(Collected data entries)
Start of Block
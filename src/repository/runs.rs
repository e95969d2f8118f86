//! DAG and task run history.

use chrono::{DateTime, NaiveDate, Utc};
use diesel::prelude::*;
use diesel_async::RunQueryDsl;

use super::models::{DagRunRecord, NewDagRun, NewTaskRun, TaskRunRecord};
use super::pool::{DbError, SqlitePool};
use crate::models::{DagRun, RunStatus, TaskRun};
use crate::schema::{dag_runs, task_runs};

const DATE_FORMAT: &str = "%Y-%m-%d";

fn parse_datetime(s: &str) -> DateTime<Utc> {
    DateTime::parse_from_rfc3339(s)
        .map(|dt| dt.with_timezone(&Utc))
        .unwrap_or(DateTime::UNIX_EPOCH)
}

fn parse_status(s: &str) -> RunStatus {
    RunStatus::from_str(s).unwrap_or(RunStatus::Failed)
}

impl From<DagRunRecord> for DagRun {
    fn from(record: DagRunRecord) -> Self {
        DagRun {
            id: record.id,
            dag_id: record.dag_id,
            logical_date: NaiveDate::parse_from_str(&record.logical_date, DATE_FORMAT)
                .unwrap_or_default(),
            status: parse_status(&record.status),
            started_at: parse_datetime(&record.started_at),
            finished_at: record.finished_at.as_deref().map(parse_datetime),
            error: record.error,
        }
    }
}

impl From<TaskRunRecord> for TaskRun {
    fn from(record: TaskRunRecord) -> Self {
        TaskRun {
            id: record.id,
            dag_run_id: record.dag_run_id,
            task_id: record.task_id,
            attempt: record.attempt,
            status: parse_status(&record.status),
            started_at: parse_datetime(&record.started_at),
            finished_at: record.finished_at.as_deref().map(parse_datetime),
            response: record
                .response
                .as_deref()
                .and_then(|r| serde_json::from_str(r).ok()),
            error: record.error,
        }
    }
}

/// Run ledger repository.
#[derive(Clone)]
pub struct RunRepository {
    pool: SqlitePool,
}

impl RunRepository {
    pub fn new(pool: SqlitePool) -> Self {
        Self { pool }
    }

    /// Mark a DAG run as running, creating it on first start.
    ///
    /// Restarting an existing (dag, date) pair resets its outcome; earlier
    /// task attempts stay in the history.
    pub async fn start_dag_run(
        &self,
        dag_id: &str,
        logical_date: NaiveDate,
    ) -> Result<DagRun, DbError> {
        let mut conn = self.pool.get().await?;
        let date = logical_date.format(DATE_FORMAT).to_string();
        let now = Utc::now().to_rfc3339();

        let existing = dag_runs::table
            .filter(dag_runs::dag_id.eq(dag_id))
            .filter(dag_runs::logical_date.eq(&date))
            .select(dag_runs::id)
            .first::<i32>(&mut conn)
            .await
            .optional()?;

        match existing {
            Some(id) => {
                diesel::update(dag_runs::table.find(id))
                    .set((
                        dag_runs::status.eq(RunStatus::Running.as_str()),
                        dag_runs::started_at.eq(&now),
                        dag_runs::finished_at.eq(None::<String>),
                        dag_runs::error.eq(None::<String>),
                    ))
                    .execute(&mut conn)
                    .await?;
            }
            None => {
                diesel::insert_into(dag_runs::table)
                    .values(NewDagRun {
                        dag_id,
                        logical_date: &date,
                        status: RunStatus::Running.as_str(),
                        started_at: &now,
                    })
                    .execute(&mut conn)
                    .await?;
            }
        }

        dag_runs::table
            .filter(dag_runs::dag_id.eq(dag_id))
            .filter(dag_runs::logical_date.eq(&date))
            .select(DagRunRecord::as_select())
            .first(&mut conn)
            .await
            .map(DagRun::from)
    }

    pub async fn finish_dag_run(
        &self,
        id: i32,
        status: RunStatus,
        error: Option<&str>,
    ) -> Result<(), DbError> {
        let mut conn = self.pool.get().await?;
        diesel::update(dag_runs::table.find(id))
            .set((
                dag_runs::status.eq(status.as_str()),
                dag_runs::finished_at.eq(Some(Utc::now().to_rfc3339())),
                dag_runs::error.eq(error),
            ))
            .execute(&mut conn)
            .await?;
        Ok(())
    }

    pub async fn get_dag_run(
        &self,
        dag_id: &str,
        logical_date: NaiveDate,
    ) -> Result<Option<DagRun>, DbError> {
        let mut conn = self.pool.get().await?;
        dag_runs::table
            .filter(dag_runs::dag_id.eq(dag_id))
            .filter(dag_runs::logical_date.eq(logical_date.format(DATE_FORMAT).to_string()))
            .select(DagRunRecord::as_select())
            .first(&mut conn)
            .await
            .optional()
            .map(|opt| opt.map(DagRun::from))
    }

    /// Most recently started DAG runs first.
    pub async fn recent_dag_runs(&self, limit: i64) -> Result<Vec<DagRun>, DbError> {
        let mut conn = self.pool.get().await?;
        dag_runs::table
            .order((dag_runs::started_at.desc(), dag_runs::id.desc()))
            .limit(limit)
            .select(DagRunRecord::as_select())
            .load(&mut conn)
            .await
            .map(|records| records.into_iter().map(DagRun::from).collect())
    }

    /// Record the start of a task attempt and return its id.
    pub async fn start_task(
        &self,
        dag_run_id: i32,
        task_id: &str,
        attempt: i32,
    ) -> Result<i32, DbError> {
        let mut conn = self.pool.get().await?;
        diesel::insert_into(task_runs::table)
            .values(NewTaskRun {
                dag_run_id,
                task_id,
                attempt,
                status: RunStatus::Running.as_str(),
                started_at: &Utc::now().to_rfc3339(),
            })
            .execute(&mut conn)
            .await?;

        task_runs::table
            .filter(task_runs::dag_run_id.eq(dag_run_id))
            .filter(task_runs::task_id.eq(task_id))
            .order(task_runs::id.desc())
            .select(task_runs::id)
            .first(&mut conn)
            .await
    }

    pub async fn finish_task(
        &self,
        task_run_id: i32,
        status: RunStatus,
        response: Option<&serde_json::Value>,
        error: Option<&str>,
    ) -> Result<(), DbError> {
        let mut conn = self.pool.get().await?;
        let response = response.map(|r| r.to_string());
        diesel::update(task_runs::table.find(task_run_id))
            .set((
                task_runs::status.eq(status.as_str()),
                task_runs::finished_at.eq(Some(Utc::now().to_rfc3339())),
                task_runs::response.eq(response),
                task_runs::error.eq(error),
            ))
            .execute(&mut conn)
            .await?;
        Ok(())
    }

    /// Task attempts of a DAG run in execution order.
    pub async fn task_runs(&self, dag_run_id: i32) -> Result<Vec<TaskRun>, DbError> {
        let mut conn = self.pool.get().await?;
        task_runs::table
            .filter(task_runs::dag_run_id.eq(dag_run_id))
            .order(task_runs::id.asc())
            .select(TaskRunRecord::as_select())
            .load(&mut conn)
            .await
            .map(|records| records.into_iter().map(TaskRun::from).collect())
    }
}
End of Block
The records are to be retyped exactly. No line may be skipped.

■ **Result of this task**:
filename src/repository/runs.rs
repository e95969d2f8118f86
//! DAG and task run history.

use chrono::{DateTime, NaiveDate, Utc};
use diesel::prelude::*;
use diesel_async::RunQueryDsl;

use super::models::{DagRunRecord, NewDagRun, NewTaskRun, TaskRunRecord};
use super::pool::{DbError, SqlitePool};
use crate::models::{DagRun, RunStatus, TaskRun};
use crate::schema::{dag_runs, task_runs};

const DATE_FORMAT: &str = "%Y-%m-%d";

fn parse_datetime(s: &str) -> DateTime<Utc> {
    DateTime::parse_from_rfc3339(s)
        .map(|dt| dt.with_timezone(&Utc))
        .unwrap_or(DateTime::UNIX_EPOCH)
}

fn parse_status(s: &str) -> RunStatus {
    RunStatus::from_str(s).unwrap_or(RunStatus::Failed)
}

impl From<DagRunRecord> for DagRun {
    fn from(record: DagRunRecord) -> Self {
        DagRun {
            id: record.id,
            dag_id: record.dag_id,
            logical_date: NaiveDate::parse_from_str(&record.logical_date, DATE_FORMAT)
                .unwrap_or_default(),
            status: parse_status(&record.status),
            started_at: parse_datetime(&record.started_at),
            finished_at: record.finished_at.as_deref().map(parse_datetime),
            error: record.error,
        }
    }
}

impl From<TaskRunRecord> for TaskRun {
    fn from(record: TaskRunRecord) -> Self {
        TaskRun {
            id: record.id,
            dag_run_id: record.dag_run_id,
            task_id: record.task_id,
            attempt: record.attempt,
            status: parse_status(&record.status),
            started_at: parse_datetime(&record.started_at),
            finished_at: record.finished_at.as_deref().map(parse_datetime),
            response: record
                .response
                .as_deref()
                .and_then(|r| serde_json::from_str(r).ok()),
            error: record.error,
        }
    }
}

/// Run ledger repository.
#[derive(Clone)]
pub struct RunRepository {
    pool: SqlitePool,
}

impl RunRepository {
    pub fn new(pool: SqlitePool) -> Self {
        Self { pool }
    }

    /// Mark a DAG run as running, creating it on first start.
    ///
    /// Restarting an existing (dag, date) pair resets its outcome; earlier
    /// task attempts stay in the history.
    pub async fn start_dag_run(
        &self,
        dag_id: &str,
        logical_date: NaiveDate,
    ) -> Result<DagRun, DbError> {
        let mut conn = self.pool.get().await?;
        let date = logical_date.format(DATE_FORMAT).to_string();
        let now = Utc::now().to_rfc3339();

        let existing = dag_runs::table
            .filter(dag_runs::dag_id.eq(dag_id))
            .filter(dag_runs::logical_date.eq(&date))
            .select(dag_runs::id)
            .first::<i32>(&mut conn)
            .await
            .optional()?;

        match existing {
            Some(id) => {
                diesel::update(dag_runs::table.find(id))
                    .set((
                        dag_runs::status.eq(RunStatus::Running.as_str()),
                        dag_runs::started_at.eq(&now),
                        dag_runs::finished_at.eq(None::<String>),
                        dag_runs::error.eq(None::<String>),
                    ))
                    .execute(&mut conn)
                    .await?;
            }
            None => {
                diesel::insert_into(dag_runs::table)
                    .values(NewDagRun {
                        dag_id,
                        logical_date: &date,
                        status: RunStatus::Running.as_str(),
                        started_at: &now,
                    })
                    .execute(&mut conn)
                    .await?;
            }
        }

        dag_runs::table
            .filter(dag_runs::dag_id.eq(dag_id))
            .filter(dag_runs::logical_date.eq(&date))
            .select(DagRunRecord::as_select())
            .first(&mut conn)
            .await
            .map(DagRun::from)
    }

    pub async fn finish_dag_run(
        &self,
        id: i32,
        status: RunStatus,
        error: Option<&str>,
    ) -> Result<(), DbError> {
        let mut conn = self.pool.get().await?;
        diesel::update(dag_runs::table.find(id))
            .set((
                dag_runs::status.eq(status.as_str()),
                dag_runs::finished_at.eq(Some(Utc::now().to_rfc3339())),
                dag_runs::error.eq(error),
            ))
            .execute(&mut conn)
            .await?;
        Ok(())
    }

    pub async fn get_dag_run(
        &self,
        dag_id: &str,
        logical_date: NaiveDate,
    ) -> Result<Option<DagRun>, DbError> {
        let mut conn = self.pool.get().await?;
        dag_runs::table
            .filter(dag_runs::dag_id.eq(dag_id))
            .filter(dag_runs::logical_date.eq(logical_date.format(DATE_FORMAT).to_string()))
            .select(DagRunRecord::as_select())
            .first(&mut conn)
            .await
            .optional()
            .map(|opt| opt.map(DagRun::from))
    }

    /// Most recently started DAG runs first.
    pub async fn recent_dag_runs(&self, limit: i64) -> Result<Vec<DagRun>, DbError> {
        let mut conn = self.pool.get().await?;
        dag_runs::table
            .order((dag_runs::started_at.desc(), dag_runs::id.desc()))
            .limit(limit)
            .select(DagRunRecord::as_select())
            .load(&mut conn)
            .await
            .map(|records| records.into_iter().map(DagRun::from).collect())
    }

    /// Record the start of a task attempt and return its id.
    pub async fn start_task(
        &self,
        dag_run_id: i32,
        task_id: &str,
        attempt: i32,
    ) -> Result<i32, DbError> {
        let mut conn = self.pool.get().await?;
        diesel::insert_into(task_runs::table)
            .values(NewTaskRun {
                dag_run_id,
                task_id,
                attempt,
                status: RunStatus::Running.as_str(),
                started_at: &Utc::now().to_rfc3339(),
            })
            .execute(&mut conn)
            .await?;

        task_runs::table
            .filter(task_runs::dag_run_id.eq(dag_run_id))
            .filter(task_runs::task_id.eq(task_id))
            .order(task_runs::id.desc())
            .select(task_runs::id)
            .first(&mut conn)
            .await
    }

    pub async fn finish_task(
        &self,
        task_run_id: i32,
        status: RunStatus,
        response: Option<&serde_json::Value>,
        error: Option<&str>,
    ) -> Result<(), DbError> {
        let mut conn = self.pool.get().await?;
        let response = response.map(|r| r.to_string());
        diesel::update(task_runs::table.find(task_run_id))
            .set((
                task_runs::status.eq(status.as_str()),
                task_runs::finished_at.eq(Some(Utc::now().to_rfc3339())),
                task_runs::response.eq(response),
                task_runs::error.eq(error),
            ))
            .execute(&mut conn)
            .await?;
        Ok(())
    }

    /// Task attempts of a DAG run in execution order.
    pub async fn task_runs(&self, dag_run_id: i32) -> Result<Vec<TaskRun>, DbError> {
        let mut conn = self.pool.get().await?;
        task_runs::table
            .filter(task_runs::dag_run_id.eq(dag_run_id))
            .order(task_runs::id.asc())
            .select(TaskRunRecord::as_select())
            .load(&mut conn)
            .await
            .map(|records| records.into_iter().map(TaskRun::from).collect())
    }
}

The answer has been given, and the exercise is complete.